Health Care Fraud Training
- In 2007, the National Health Care Anti-Fraud Association (NHCAA) estimated that $68 billion was lost to health care fraud in the United States. According to NHCAA, 250,000 to 500,000 Americans have fallen victim to medical identity theft. Victims often suffer from exhausted insurance benefits and the loss of employment due to falsified diagnoses. Unsuspecting victims are at an increased risk to injury or death because of unnecessary or dangerous medical procedures.
- According to NHCCA, most health care fraud is committed by dishonest health care providers. Medical identity theft and criminal rings seeking to scam Medicare and Medicaid programs also contribute to fraud each year.
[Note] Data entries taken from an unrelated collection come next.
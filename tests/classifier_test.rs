// Classifier tests against in-memory stores
// Mirror what the XDP program does with its CONFIG / PKT_COUNT maps

use proptest::prelude::*;
use std::sync::Arc;
use std::thread;
use syngate::classifier::memory::{AtomicPort, SharedCounters, StaticPort};
use syngate::classifier::{
    Classifier, Verdict, DEFAULT_DROP_PORT, ETH_P_IP, IPPROTO_TCP, TCP_FLAG_ACK, TCP_FLAG_SYN,
};

const ETH_P_IPV6: u16 = 0x86DD;
const IPPROTO_UDP: u8 = 17;
const TCP_FLAG_FIN: u8 = 0x01;
const TCP_FLAG_RST: u8 = 0x04;

/// Ethernet + IPv4 (20 bytes) + TCP (20 bytes) frame
fn tcp_frame(dest_port: u16, flags: u8) -> Vec<u8> {
    let mut frame = vec![0u8; 54];
    frame[0..6].copy_from_slice(&[0x02, 0, 0, 0, 0, 0x01]);
    frame[6..12].copy_from_slice(&[0x02, 0, 0, 0, 0, 0x02]);
    frame[12..14].copy_from_slice(&ETH_P_IP.to_be_bytes());

    // IPv4: version 4, IHL 5, total length 40, TTL 64, 10.0.0.2 -> 10.0.0.1
    frame[14] = 0x45;
    frame[16..18].copy_from_slice(&40u16.to_be_bytes());
    frame[22] = 64;
    frame[23] = IPPROTO_TCP;
    frame[26..30].copy_from_slice(&[10, 0, 0, 2]);
    frame[30..34].copy_from_slice(&[10, 0, 0, 1]);

    frame[34..36].copy_from_slice(&51000u16.to_be_bytes());
    frame[36..38].copy_from_slice(&dest_port.to_be_bytes());
    frame[46] = 0x50;
    frame[47] = flags;
    frame
}

fn classifier(port: u16) -> Classifier<StaticPort, SharedCounters> {
    Classifier::new(StaticPort::new(port), SharedCounters::new())
}

#[test]
fn scenario_syn_to_drop_port_is_dropped() {
    let c = classifier(8080);

    assert_eq!(c.classify(&tcp_frame(8080, TCP_FLAG_SYN)[..]), Verdict::Drop);
    assert_eq!(c.counters().dropped(), 1);
    assert_eq!(c.counters().total(), 1);
}

#[test]
fn scenario_syn_ack_passes() {
    let c = classifier(8080);

    let verdict = c.classify(&tcp_frame(8080, TCP_FLAG_SYN | TCP_FLAG_ACK)[..]);
    assert_eq!(verdict, Verdict::Pass);
    assert_eq!(c.counters().dropped(), 0);
    assert_eq!(c.counters().total(), 1);
}

#[test]
fn scenario_non_ipv4_not_counted() {
    let c = classifier(8080);
    let mut frame = tcp_frame(8080, TCP_FLAG_SYN);
    frame[12..14].copy_from_slice(&ETH_P_IPV6.to_be_bytes());

    assert_eq!(c.classify(&frame[..]), Verdict::Pass);
    assert_eq!(c.counters().total(), 0);
    assert_eq!(c.counters().dropped(), 0);
}

#[test]
fn scenario_udp_not_counted() {
    let c = classifier(8080);
    let mut frame = tcp_frame(8080, TCP_FLAG_SYN);
    frame[23] = IPPROTO_UDP;

    assert_eq!(c.classify(&frame[..]), Verdict::Pass);
    assert_eq!(c.counters().total(), 0);
    assert_eq!(c.counters().dropped(), 0);
}

#[test]
fn scenario_truncated_network_header() {
    let c = classifier(8080);
    let frame = tcp_frame(8080, TCP_FLAG_SYN);

    assert_eq!(c.classify(&frame[..14 + 12]), Verdict::Pass);
    assert_eq!(c.counters().total(), 0);
    assert_eq!(c.counters().dropped(), 0);
}

#[test]
fn truncated_transport_header_not_counted() {
    let c = classifier(8080);
    let frame = tcp_frame(8080, TCP_FLAG_SYN);

    assert_eq!(c.classify(&frame[..53]), Verdict::Pass);
    assert_eq!(c.counters().total(), 0);
}

#[test]
fn default_port_when_unconfigured() {
    let c = Classifier::new(StaticPort::unset(), SharedCounters::new());

    assert_eq!(
        c.classify(&tcp_frame(DEFAULT_DROP_PORT, TCP_FLAG_SYN)[..]),
        Verdict::Drop
    );
    assert_eq!(c.classify(&tcp_frame(8080, TCP_FLAG_SYN)[..]), Verdict::Pass);
}

#[test]
fn other_flag_combinations_pass() {
    let c = classifier(8080);

    for flags in [0, TCP_FLAG_ACK, TCP_FLAG_FIN, TCP_FLAG_RST, TCP_FLAG_FIN | TCP_FLAG_ACK] {
        assert_eq!(c.classify(&tcp_frame(8080, flags)[..]), Verdict::Pass);
    }
    // SYN with extra non-ACK flags still opens a connection
    assert_eq!(
        c.classify(&tcp_frame(8080, TCP_FLAG_SYN | TCP_FLAG_FIN)[..]),
        Verdict::Drop
    );
    assert_eq!(c.counters().total(), 6);
    assert_eq!(c.counters().dropped(), 1);
}

#[test]
fn retargeting_takes_effect_on_next_frame() {
    let c = Classifier::new(AtomicPort::unset(), SharedCounters::new());
    let syn_8080 = tcp_frame(8080, TCP_FLAG_SYN);

    assert_eq!(c.classify(&syn_8080[..]), Verdict::Pass);
    c.config().set(8080);
    assert_eq!(c.classify(&syn_8080[..]), Verdict::Drop);
    c.config().clear();
    assert_eq!(
        c.classify(&tcp_frame(DEFAULT_DROP_PORT, TCP_FLAG_SYN)[..]),
        Verdict::Drop
    );
}

#[test]
fn concurrent_invocations_do_not_lose_counts() {
    let c = Arc::new(classifier(8080));
    let syn = Arc::new(tcp_frame(8080, TCP_FLAG_SYN));
    let ack = Arc::new(tcp_frame(8080, TCP_FLAG_ACK));

    let workers: Vec<_> = (0..4)
        .map(|_| {
            let c = Arc::clone(&c);
            let syn = Arc::clone(&syn);
            let ack = Arc::clone(&ack);
            thread::spawn(move || {
                for _ in 0..1000 {
                    c.classify(&syn[..]);
                    c.classify(&ack[..]);
                }
            })
        })
        .collect();

    for worker in workers {
        worker.join().unwrap();
    }

    assert_eq!(c.counters().total(), 8000);
    assert_eq!(c.counters().dropped(), 4000);
}

proptest! {
    #[test]
    fn prop_short_frames_pass_uncounted(bytes in proptest::collection::vec(any::<u8>(), 0..14)) {
        let c = classifier(8080);
        prop_assert_eq!(c.classify(&bytes[..]), Verdict::Pass);
        prop_assert_eq!(c.counters().total(), 0);
        prop_assert_eq!(c.counters().dropped(), 0);
    }

    #[test]
    fn prop_arbitrary_bytes_never_panic(bytes in proptest::collection::vec(any::<u8>(), 0..128)) {
        let c = classifier(8080);
        let verdict = c.classify(&bytes[..]);
        prop_assert!(c.counters().total() <= 1);
        prop_assert_eq!(
            c.counters().dropped(),
            if verdict == Verdict::Drop { 1 } else { 0 }
        );
    }

    #[test]
    fn prop_well_formed_tcp_counted_once(port in 1u16.., dest in 1u16.., flags in any::<u8>()) {
        let c = classifier(port);
        let verdict = c.classify(&tcp_frame(dest, flags)[..]);

        let is_connect = flags & TCP_FLAG_SYN != 0 && flags & TCP_FLAG_ACK == 0;
        let expected = if dest == port && is_connect { Verdict::Drop } else { Verdict::Pass };

        prop_assert_eq!(verdict, expected);
        prop_assert_eq!(c.counters().total(), 1);
        prop_assert_eq!(c.counters().dropped(), u64::from(expected == Verdict::Drop));
    }

    #[test]
    fn prop_same_frame_same_verdict(dest in 1u16.., flags in any::<u8>()) {
        let c = classifier(8080);
        let frame = tcp_frame(dest, flags);

        let first = c.classify(&frame[..]);
        let second = c.classify(&frame[..]);
        prop_assert_eq!(first, second);
        prop_assert_eq!(c.counters().total(), 2);
    }
}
- NHCAA is a private and public non-profit organization working to provide training in the detection, investigation, prosecution and prevention of health care fraud. It is comprised of government officials, taxpayers, insurers, health care providers and patients.
- The NHCAA Institute provides accredited training programs with its annual training conference. All participants must occupy a professional position to attend the workshops. The cost for the 2010 training program ranged from $195 to $1,225. Training programs focus on education and fraud prevention with billing, medically unnecessary services, fraudulent medical treatments and procedures.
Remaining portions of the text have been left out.